The act would authorize the state to issue licenses to store owners and require more video surveillance and staff training to be able to detect suspicious purchasers. It would also give local law enforcement agencies the ability to audit gun stores once a year, a task that currently falls to the understaffed Federal Department of Alcohol, Tobacco, Firearms and Explosives.

“We license every single thing in this state,” said Daley. “Nail technicians, someone who cuts my hair, tattoo artists. We absolutely regulate everybody, but we’re not regulating gun stores in Illinois. And when ATF is not equipped, unfortunately, to do their job, we think it’s the state of Illinois’s job to fill in those gaps.”

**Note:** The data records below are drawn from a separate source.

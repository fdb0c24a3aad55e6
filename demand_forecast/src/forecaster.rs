//! Demand forecaster combining an aggregate trend with per-category/size regression
//!
//! Lifecycle: `prepare` starts a training run and installs fresh encoders,
//! `train_trend` and `train_regression` fit the two models, and `predict`
//! becomes available once both are fitted. `load` replaces the encoders and
//! both models in one step from a persisted bundle.

use crate::config::{CombineConfig, ForecasterConfig};
use crate::data::SalesRecord;
use crate::encoder::LabelEncoder;
use crate::error::{ForecastError, Result};
use crate::features::{feature_vector, FeatureVector, FEATURE_NAMES};
use crate::metrics::{self, ErrorMetrics};
use crate::models::gradient_boosting::{GradientBoosting, TrainedGradientBoosting};
use crate::models::trend::{SeasonalTrend, TrainedSeasonalTrend};
use crate::models::{
    RegressionModel, TrainedRegressionModel, TrainedTrendModel, TrendEstimate, TrendModel,
};
use crate::persistence::{self, ModelBundle, BUNDLE_FORMAT_VERSION};
use crate::preparer::{DataPreparer, PreparedSeries};
use crate::utils::train_test_split;
use chrono::{NaiveDate, Utc};
use std::path::Path;
use std::sync::{Arc, RwLock};
use tracing::{debug, info};

/// Where a forecaster is in its lifecycle
#[derive(Debug, Clone, Copy, PartialEq, Eq)]
pub enum ForecasterStage {
    /// No encoders: nothing prepared or loaded
    Untrained,
    /// Encoders installed, no model fitted
    Prepared,
    TrendReady,
    RegressionReady,
    /// Both models fitted or loaded; predictions available
    Ready,
}

/// Category and size encoders of one training run
#[derive(Debug, Clone, PartialEq)]
pub struct Encoders {
    pub category: LabelEncoder,
    pub size: LabelEncoder,
}

/// Predicted demand for one category/size/date
#[derive(Debug, Clone, Copy, PartialEq)]
pub struct DemandPrediction {
    /// Units expected, never below 1
    pub demand: u64,
    /// In `[0, confidence_cap]`
    pub confidence: f64,
}

/// Outcome of a complete training run
#[derive(Debug, Clone, PartialEq)]
pub struct TrainingSummary {
    pub rows: usize,
    pub distinct_dates: usize,
    pub categories: usize,
    pub sizes: usize,
    /// Mean absolute error of the regression model on the holdout rows
    pub holdout_mae: f64,
}

/// Combine a regression estimate with the trend level into a demand prediction.
///
/// Demand is the regression estimate scaled by `expected / trend_normalizer`,
/// truncated, floored at 1 and saturated at `u64::MAX`. Confidence is `upper / expected` clamped into
/// `[0, confidence_cap]`, and zero when the trend level is within
/// `trend_epsilon` of zero.
pub fn combine(config: &CombineConfig, regression: f64, trend: &TrendEstimate) -> DemandPrediction {
    if !trend.expected.is_finite() || trend.expected.abs() < config.trend_epsilon {
        return DemandPrediction {
            demand: 1,
            confidence: 0.0,
        };
    }

    let scaled = regression * (trend.expected / config.trend_normalizer);
    let demand = if scaled.is_nan() || scaled < 1.0 {
        1
    } else {
        // float-to-int `as` saturates, +inf included
        scaled.trunc() as u64
    };

    let ratio = trend.upper / trend.expected;
    let confidence = if ratio.is_finite() {
        ratio.clamp(0.0, config.confidence_cap)
    } else {
        0.0
    };

    DemandPrediction { demand, confidence }
}

/// Owns the trend model, the regression model and both encoders
#[derive(Debug, Clone)]
pub struct DemandForecaster {
    config: ForecasterConfig,
    preparer: DataPreparer,
    trend_model: SeasonalTrend,
    regression_model: GradientBoosting,
    /// Combination rule of the installed models
    combine: CombineConfig,
    encoders: Option<Encoders>,
    trend: Option<TrainedSeasonalTrend>,
    regression: Option<TrainedGradientBoosting>,
    evaluation: Option<ErrorMetrics>,
}

impl DemandForecaster {
    /// Create an untrained forecaster
    pub fn new(config: ForecasterConfig) -> Result<Self> {
        config.validate()?;

        Ok(Self {
            preparer: DataPreparer::new(),
            trend_model: SeasonalTrend::new(config.trend.clone())?,
            regression_model: GradientBoosting::new(config.boosting.clone())?,
            combine: config.combine.clone(),
            config,
            encoders: None,
            trend: None,
            regression: None,
            evaluation: None,
        })
    }

    pub fn config(&self) -> &ForecasterConfig {
        &self.config
    }

    /// Combination rule used by `predict`; taken from the bundle after `load`
    pub fn combine_config(&self) -> &CombineConfig {
        &self.combine
    }

    pub fn stage(&self) -> ForecasterStage {
        match (&self.encoders, &self.trend, &self.regression) {
            (None, _, _) => ForecasterStage::Untrained,
            (Some(_), None, None) => ForecasterStage::Prepared,
            (Some(_), Some(_), None) => ForecasterStage::TrendReady,
            (Some(_), None, Some(_)) => ForecasterStage::RegressionReady,
            (Some(_), Some(_), Some(_)) => ForecasterStage::Ready,
        }
    }

    /// Encoders of the current training run or loaded bundle
    pub fn encoders(&self) -> Option<&Encoders> {
        self.encoders.as_ref()
    }

    /// Holdout metrics of the last regression fit in this lifetime
    pub fn evaluation(&self) -> Option<&ErrorMetrics> {
        self.evaluation.as_ref()
    }

    /// Start a training run: aggregate `records` and install fresh encoders.
    ///
    /// Previously fitted models are discarded so they can never be paired with
    /// encoders from another run.
    pub fn prepare(&mut self, records: &[SalesRecord]) -> Result<PreparedSeries> {
        let series = self.preparer.prepare(records)?;

        self.encoders = Some(Encoders {
            category: series.category_encoder().clone(),
            size: series.size_encoder().clone(),
        });
        self.trend = None;
        self.regression = None;
        self.evaluation = None;
        self.combine = self.config.combine.clone();

        info!(
            records = records.len(),
            rows = series.len(),
            categories = series.category_encoder().len(),
            sizes = series.size_encoder().len(),
            "prepared training series"
        );
        Ok(series)
    }

    fn check_series(&self, series: &PreparedSeries) -> Result<()> {
        let encoders = self.encoders.as_ref().ok_or_else(|| {
            ForecastError::NotTrained(
                "call prepare() or load() before training a model".to_string(),
            )
        })?;

        if &encoders.category != series.category_encoder() || &encoders.size != series.size_encoder()
        {
            return Err(ForecastError::ValidationError(
                "Series was prepared by a different training run".to_string(),
            ));
        }
        Ok(())
    }

    /// Fit the trend model on the daily totals of `series`
    pub fn train_trend(&mut self, series: &PreparedSeries) -> Result<()> {
        self.check_series(series)?;

        let totals = series.daily_totals();
        if totals.len() < 2 {
            return Err(ForecastError::InsufficientData(format!(
                "Trend needs at least 2 distinct dates, got {}",
                totals.len()
            )));
        }

        let trained = self.trend_model.train(&totals)?;
        info!(
            model = self.trend_model.name(),
            dates = totals.len(),
            "trained trend model"
        );
        self.trend = Some(trained);
        Ok(())
    }

    /// Fit the regression model and return its holdout mean absolute error
    pub fn train_regression(&mut self, series: &PreparedSeries) -> Result<f64> {
        self.check_series(series)?;

        let split = train_test_split(series.len(), &self.config.split)?;
        let rows = series.rows();
        let features: Vec<FeatureVector> = rows
            .iter()
            .map(|row| feature_vector(row.category_code, row.size_code, row.date))
            .collect();
        let targets: Vec<f64> = rows.iter().map(|row| row.quantity as f64).collect();

        let train_features: Vec<FeatureVector> = split.train.iter().map(|&i| features[i]).collect();
        let train_targets: Vec<f64> = split.train.iter().map(|&i| targets[i]).collect();
        let trained = self
            .regression_model
            .train(&train_features, &train_targets)?;

        let holdout_features: Vec<FeatureVector> =
            split.holdout.iter().map(|&i| features[i]).collect();
        let holdout_targets: Vec<f64> = split.holdout.iter().map(|&i| targets[i]).collect();
        let predicted = trained.predict_batch(&holdout_features);
        let evaluation = metrics::evaluate(&holdout_targets, &predicted)?;

        info!(
            model = self.regression_model.name(),
            features = ?FEATURE_NAMES,
            train_rows = split.train.len(),
            holdout_rows = split.holdout.len(),
            mae = evaluation.mae,
            "trained regression model"
        );

        let mae = evaluation.mae;
        self.regression = Some(trained);
        self.evaluation = Some(evaluation);
        Ok(mae)
    }

    /// Run a whole training pass.
    ///
    /// `cancel` is asked with the reached stage after `prepare` and after the
    /// trend fit; returning `true` stops with `Cancelled` and keeps the phases
    /// already completed.
    pub fn train<C>(&mut self, records: &[SalesRecord], cancel: C) -> Result<TrainingSummary>
    where
        C: Fn(ForecasterStage) -> bool,
    {
        let series = self.prepare(records)?;
        if cancel(self.stage()) {
            info!("training cancelled after prepare");
            return Err(ForecastError::Cancelled);
        }

        self.train_trend(&series)?;
        if cancel(self.stage()) {
            info!("training cancelled after trend fit");
            return Err(ForecastError::Cancelled);
        }

        let holdout_mae = self.train_regression(&series)?;

        Ok(TrainingSummary {
            rows: series.len(),
            distinct_dates: series.distinct_dates(),
            categories: series.category_encoder().len(),
            sizes: series.size_encoder().len(),
            holdout_mae,
        })
    }

    /// Predict demand for `category` in `size` on `date`
    pub fn predict(&self, category: &str, size: &str, date: NaiveDate) -> Result<DemandPrediction> {
        let (encoders, trend, regression) = match (&self.encoders, &self.trend, &self.regression) {
            (Some(encoders), Some(trend), Some(regression)) => (encoders, trend, regression),
            _ => {
                return Err(ForecastError::NotTrained(format!(
                    "forecaster is {:?}; train both models or load a bundle first",
                    self.stage()
                )))
            }
        };

        let category_code = encoders.category.encode(category)?;
        let size_code = encoders.size.encode(size)?;

        let estimate = trend.estimate(date)?;
        let regression_estimate =
            regression.predict(&feature_vector(category_code, size_code, date));
        let prediction = combine(&self.combine, regression_estimate, &estimate);

        debug!(
            category,
            size,
            %date,
            trend = estimate.expected,
            regression = regression_estimate,
            demand = prediction.demand,
            confidence = prediction.confidence,
            "predicted demand"
        );
        Ok(prediction)
    }

    /// Snapshot the trained state as a bundle
    pub fn to_bundle(&self) -> Result<ModelBundle> {
        match (&self.encoders, &self.trend, &self.regression) {
            (Some(encoders), Some(trend), Some(regression)) => Ok(ModelBundle {
                format_version: BUNDLE_FORMAT_VERSION,
                created_at: Utc::now(),
                trend: trend.clone(),
                regression: regression.clone(),
                category_encoder: encoders.category.clone(),
                size_encoder: encoders.size.clone(),
                combine: self.combine.clone(),
            }),
            _ => Err(ForecastError::NotTrained(format!(
                "cannot save a forecaster that is {:?}",
                self.stage()
            ))),
        }
    }

    /// Persist both models and encoders to `path`
    pub fn save(&self, path: &Path) -> Result<()> {
        persistence::save_bundle(&self.to_bundle()?, path)
    }

    /// Replace all trained state from the bundle at `path`.
    ///
    /// On any failure the current state is left untouched.
    pub fn load(&mut self, path: &Path) -> Result<()> {
        let bundle = persistence::load_bundle(path)?;
        self.install(bundle);
        Ok(())
    }

    /// Replace all trained state with an already validated bundle
    pub fn install(&mut self, bundle: ModelBundle) {
        self.encoders = Some(Encoders {
            category: bundle.category_encoder,
            size: bundle.size_encoder,
        });
        self.trend = Some(bundle.trend);
        self.regression = Some(bundle.regression);
        self.combine = bundle.combine;
        self.evaluation = None;
    }
}

/// Forecaster shared between threads.
///
/// Predictions and saves take the read lock; loads and completed training
/// runs swap state in under the write lock.
#[derive(Debug, Clone)]
pub struct SharedForecaster {
    inner: Arc<RwLock<DemandForecaster>>,
}

impl SharedForecaster {
    pub fn new(forecaster: DemandForecaster) -> Self {
        Self {
            inner: Arc::new(RwLock::new(forecaster)),
        }
    }

    fn poisoned<T>(_: T) -> ForecastError {
        ForecastError::ConcurrencyError("forecaster lock poisoned".to_string())
    }

    pub fn stage(&self) -> Result<ForecasterStage> {
        Ok(self.inner.read().map_err(Self::poisoned)?.stage())
    }

    pub fn predict(&self, category: &str, size: &str, date: NaiveDate) -> Result<DemandPrediction> {
        self.inner
            .read()
            .map_err(Self::poisoned)?
            .predict(category, size, date)
    }

    pub fn save(&self, path: &Path) -> Result<()> {
        self.inner.read().map_err(Self::poisoned)?.save(path)
    }

    /// Read and validate the bundle, then swap it in
    pub fn load(&self, path: &Path) -> Result<()> {
        let bundle = persistence::load_bundle(path)?;
        self.inner.write().map_err(Self::poisoned)?.install(bundle);
        Ok(())
    }

    /// Train a fresh forecaster and swap it in once training succeeds.
    ///
    /// Readers keep using the previous state while training runs.
    pub fn train<C>(&self, records: &[SalesRecord], cancel: C) -> Result<TrainingSummary>
    where
        C: Fn(ForecasterStage) -> bool,
    {
        let config = self.inner.read().map_err(Self::poisoned)?.config().clone();
        let mut fresh = DemandForecaster::new(config)?;
        let summary = fresh.train(records, cancel)?;

        *self.inner.write().map_err(Self::poisoned)? = fresh;
        Ok(summary)
    }

    /// Run `f` against the forecaster under the read lock
    pub fn with_read<T>(&self, f: impl FnOnce(&DemandForecaster) -> T) -> Result<T> {
        let guard = self.inner.read().map_err(Self::poisoned)?;
        Ok(f(&guard))
    }
}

But Dan Eldrige, who owns Maxon’s Shooter Supplies in Des Plaines, says the new regulations could put his store out of business, and he believes Illinois is not equipped to inspect the nearly 2,400 gun retailers within its borders.

“If the ATF is under resourced to do this, where is a broke Illinois going to come up with sufficient resources to audit 2,400 (Federal Firearms Licenses) annually?” Eldridge asked.

Maxon’s did not end up as one of the top 10 stores in the gun trace report. Eldridge says his staff is regularly trained on how to spot suspicious customers.

“We will deny a sale to someone who we perceive would be a danger to themselves or someone else,” he said.

To purchase a gun in Illinois, a customer must have a Firearm Owner’s Identification Card and then wait three days from the point of sale before possessing it. The store must keep only a paper record of the sale in the case of an ATF audit. Eldridge says it’s unfair to further regulate gun stores, which he says are following all the existing laws.

“Ninety-four-plus percent of the firearms that are recovered at crime scenes are illegally possessed. They were not originally bought at a gun shop. They were borrowed, stolen, attained through the social network of the criminal. So there’s really no correlation whatsoever between where the gun was originally sold and how it wound up at the crime scene,” he said.

Federal law prohibits any electronic database of gun purchases. Eric Sussman, a prosecutor with the Cook County State’s Attorney’s Office, says that guns should be regulated like cars, which by law must be registered.

“With a vehicle, we can tell within minutes who purchased that car, who they sold it to, who that person sold it to and who the owner is as of the current date,” Sussman said. “Because of the federal law on this subject, we do not have the ability to do that for guns, so in many instances we can’t even find out who the original purchaser of that gun was.”

Sussman says the penalties for a straw purchaser or someone who failed to report a lost or stolen gun are weak. The latter offense carries a fine equivalent to getting a traffic ticket or failing to have a fishing license. He says that makes it all but impossible to stem the tide of legally bought firearms getting into the hands of criminals.

“We’re hamstrung because of the amount of violence that we’re seeing in Chicago, because of the number of guns and because of our inability to trace those guns from the original purchaser who may or may not have purchased that gun legally, two or three steps down to the person who actually uses that gun in a crime,” he said.

Some Illinois municipalities have taken it upon themselves to get tougher with gun stores.

In 2015, the west suburban Village of Lyons passed its own gun shop ordinance, requiring local law enforcement officials to audit the town’s gun shop twice a year.

The owner of Midwest Sporting Goods in Lyons declined an interview but told Chicago Tonight that he believed the ordinance had hurt sales at his store. But Daley says the ordinance is working.

“What we’ve seen is that they’ve stopped 50 suspicious purchasers, whether they were somebody maybe under the influence of alcohol or drugs, somebody who seemed to be not buying it for themselves,” she said.

Daley acknowledges that the Gun Dealer Licensing Act will not be a cure-all for Chicago’s gun violence problem, but says it’s one step in reducing the thousands and thousands of illegal firearms that find their way to Chicago crime scenes every year.